Some viruses encode polymerases for autonomous genome replication and/or transcription while others take profit of host enzymes to do so, but viruses do not encode for mRNA translation machinery, and consequently ribosomes and other molecules essential for viral biosynthesis have to be supplied by the host cell [2, 3]. Initiation of protein synthesis is almost entirely dependent on the translational system of infected cells, and propagation of viral genomes will mostly rely on their capacity to somehow control and effectively compete with the host for translational resources. Translation of mRNAs in eukaryotes is a complex process subject to diverse regulatory controls [4]. In brief, cellular mRNAs present a methylated 5’ cap structure (m7GpppN) that is recognized by eukaryotic initiation factors ultimately leading to the recruitment of ribosomes and the initiation of protein synthesis.
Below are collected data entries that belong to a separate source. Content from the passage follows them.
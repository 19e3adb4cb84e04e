//! Plugin system: the plugin contract, the process-wide registry with
//! dependency resolution, the manifest loader, and the builtin plugins.

pub mod builtin;
pub mod loader;
pub mod plugin;
pub mod registry;

pub use loader::{DiscoveryReport, PluginLoader, PluginManifest};
pub use plugin::{Plugin, PluginContext, PluginDescriptor, PluginFactory};
pub use registry::PluginRegistry;
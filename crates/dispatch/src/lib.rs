//! Handler-graph primitives: the typed per-request context, filters and
//! routers, the middleware chain, and the per-bot dispatcher that roots
//! them and drives the polling loop.

pub mod context;
pub mod dispatcher;
pub mod middleware;
pub mod router;

pub use context::{extract_command, EventKind, RequestContext};
pub use dispatcher::Dispatcher;
pub use middleware::{Middleware, Next};
pub use router::{Handler, Router, UpdateFilter};
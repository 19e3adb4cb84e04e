use clap::{Parser, Subcommand};
use tracing_subscriber::EnvFilter;

use mb_domain::config::{AppConfig, ConfigManager, LogFormat, SkipReason};
use mb_supervisor::app::Application;

#[derive(Parser)]
#[command(name = "multibot", about = "Multi-tenant Telegram bot supervisor")]
struct Cli {
    #[command(subcommand)]
    command: Option<Command>,
}

#[derive(Subcommand)]
enum Command {
    /// Run the supervisor (default).
    Serve,
    /// Inspect bot configuration files.
    #[command(subcommand)]
    Config(ConfigCommand),
    /// Print the version.
    Version,
}

#[derive(Subcommand)]
enum ConfigCommand {
    /// Parse every config in CONFIG_DIR and report problems.
    Validate,
    /// List the configs that would be loaded.
    Show,
}

#[tokio::main]
async fn main() -> anyhow::Result<()> {
    let cli = Cli::parse();
    let config = AppConfig::from_env();

    match cli.command {
        None | Some(Command::Serve) => {
            init_tracing(&config);
            let app = Application::bootstrap(config).await?;
            app.run().await
        }
        Some(Command::Config(ConfigCommand::Validate)) => {
            init_tracing(&config);
            let manager = ConfigManager::new(config.config_dir.clone());
            let report = manager.load_dir();
            for bot_id in &report.loaded {
                println!("ok      {bot_id}");
            }
            let mut invalid = 0;
            for (path, reason) in &report.skipped {
                match reason {
                    SkipReason::MissingToken(hint) => {
                        let hint = hint
                            .as_deref()
                            .map(|v| format!(" (set {v})"))
                            .unwrap_or_default();
                        println!("skipped {}: token not configured{hint}", path.display());
                    }
                    SkipReason::Invalid(message) => {
                        invalid += 1;
                        println!("INVALID {}: {message}", path.display());
                    }
                }
            }
            if invalid > 0 {
                std::process::exit(1);
            }
            Ok(())
        }
        Some(Command::Config(ConfigCommand::Show)) => {
            let manager = ConfigManager::new(config.config_dir.clone());
            manager.load_dir();
            let mut bots: Vec<_> = manager.all().into_values().collect();
            bots.sort_by(|a, b| a.id.cmp(&b.id));
            for bot in bots {
                let plugins = bot.enabled_plugins().join(", ");
                println!(
                    "{} ({}) mode={} enabled={} plugins=[{plugins}]",
                    bot.id, bot.name, bot.mode, bot.enabled
                );
            }
            Ok(())
        }
        Some(Command::Version) => {
            println!("multibot {}", env!("CARGO_PKG_VERSION"));
            Ok(())
        }
    }
}

/// Structured logging per LOG_LEVEL / LOG_FORMAT.
fn init_tracing(config: &AppConfig) {
    let filter = EnvFilter::try_from_default_env()
        .unwrap_or_else(|_| EnvFilter::new(config.logging.level.clone()));
    match config.logging.format {
        LogFormat::Json => tracing_subscriber::fmt().with_env_filter(filter).json().init(),
        LogFormat::Text => tracing_subscriber::fmt().with_env_filter(filter).init(),
    }
}
//! The plugin contract.
//!
//! Plugins are compiled in: each one is a value implementing [`Plugin`],
//! built by a factory registered in the [`crate::PluginRegistry`] at
//! startup. A plugin contributes a named sub-router of handlers and may
//! override the lifecycle hooks.

use std::sync::Arc;

use async_trait::async_trait;
use serde_json::{Map, Value};

use mb_dispatch::Router;
use mb_domain::Result;
use mb_store::{StoreGateway, TokenLedger};
use mb_telegram::TelegramClient;

/// Static metadata a plugin declares about itself.
#[derive(Debug, Clone, PartialEq, Eq, serde::Serialize)]
pub struct PluginDescriptor {
    pub name: &'static str,
    pub description: &'static str,
    pub version: &'static str,
    /// Plugins that must be attached before this one.
    pub dependencies: &'static [&'static str],
    pub supports_hot_reload: bool,
}

/// Per-bot context handed to a plugin factory.
pub struct PluginContext {
    pub bot_id: String,
    /// Plugin config: manifest defaults overlaid with the bot's
    /// per-plugin config map.
    pub config: Map<String, Value>,
    pub store: Option<Arc<StoreGateway>>,
    /// Shared ledger, present when billing is active for the bot.
    pub ledger: Option<Arc<TokenLedger>>,
}

impl PluginContext {
    pub fn new(bot_id: &str, config: Map<String, Value>) -> Self {
        Self {
            bot_id: bot_id.to_string(),
            config,
            store: None,
            ledger: None,
        }
    }

    pub fn with_store(mut self, store: Option<Arc<StoreGateway>>) -> Self {
        self.store = store;
        self
    }

    pub fn with_ledger(mut self, ledger: Option<Arc<TokenLedger>>) -> Self {
        self.ledger = ledger;
        self
    }

    /// String config value with a default.
    pub fn config_str(&self, key: &str, default: &str) -> String {
        self.config
            .get(key)
            .and_then(|v| v.as_str())
            .unwrap_or(default)
            .to_string()
    }
}

#[async_trait]
pub trait Plugin: Send + Sync {
    fn descriptor(&self) -> &PluginDescriptor;

    /// Register this plugin's handlers on its sub-router.
    fn register(&self, router: &mut Router);

    /// Called after the plugin instance is attached to a bot's graph.
    async fn on_load(&self) -> Result<()> {
        Ok(())
    }

    /// Called when the instance is discarded (bot reload or removal).
    async fn on_unload(&self) -> Result<()> {
        Ok(())
    }

    /// Called when the owning bot starts.
    async fn on_bot_start(&self, _client: &TelegramClient) -> Result<()> {
        Ok(())
    }

    /// Called when the owning bot stops.
    async fn on_bot_stop(&self, _client: &TelegramClient) -> Result<()> {
        Ok(())
    }
}

/// Builds a plugin instance for one bot.
pub type PluginFactory = Arc<dyn Fn(PluginContext) -> Result<Box<dyn Plugin>> + Send + Sync>;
Recognition of the 5’ cap on mRNAs is a key step in cellular regulation of translation, and viruses have evolved a profusion of non-canonical strategies able to bypass host regulatory mechanisms thus allowing translation to be tailored to their needs [5]. One of such non-canonical strategies is a cap-independent mechanism of translation initiation in which the ribosome is guided to the initiation codon by structural motifs (internal ribosome entry site, IRES) in the 5’-untranslated region (5’ UTR) of the mRNA. IRES-mediated translation is common among RNA viruses, but few similarities in size, sequence or structure can be found among IRES in different families of viruses. IRES elements in animal RNA virus are usually long and highly structured, while those in plants are smaller and less structured [6]. Besides enhancement of protein translation, 5’ UTR sequences of viral genomes are involved in regulation of genome replication [7–13]. Viral 5’ UTRs are non-coding regulatory regions with potential roles in almost every step of viruses’ life cycle and certainly relevant for viral fitness.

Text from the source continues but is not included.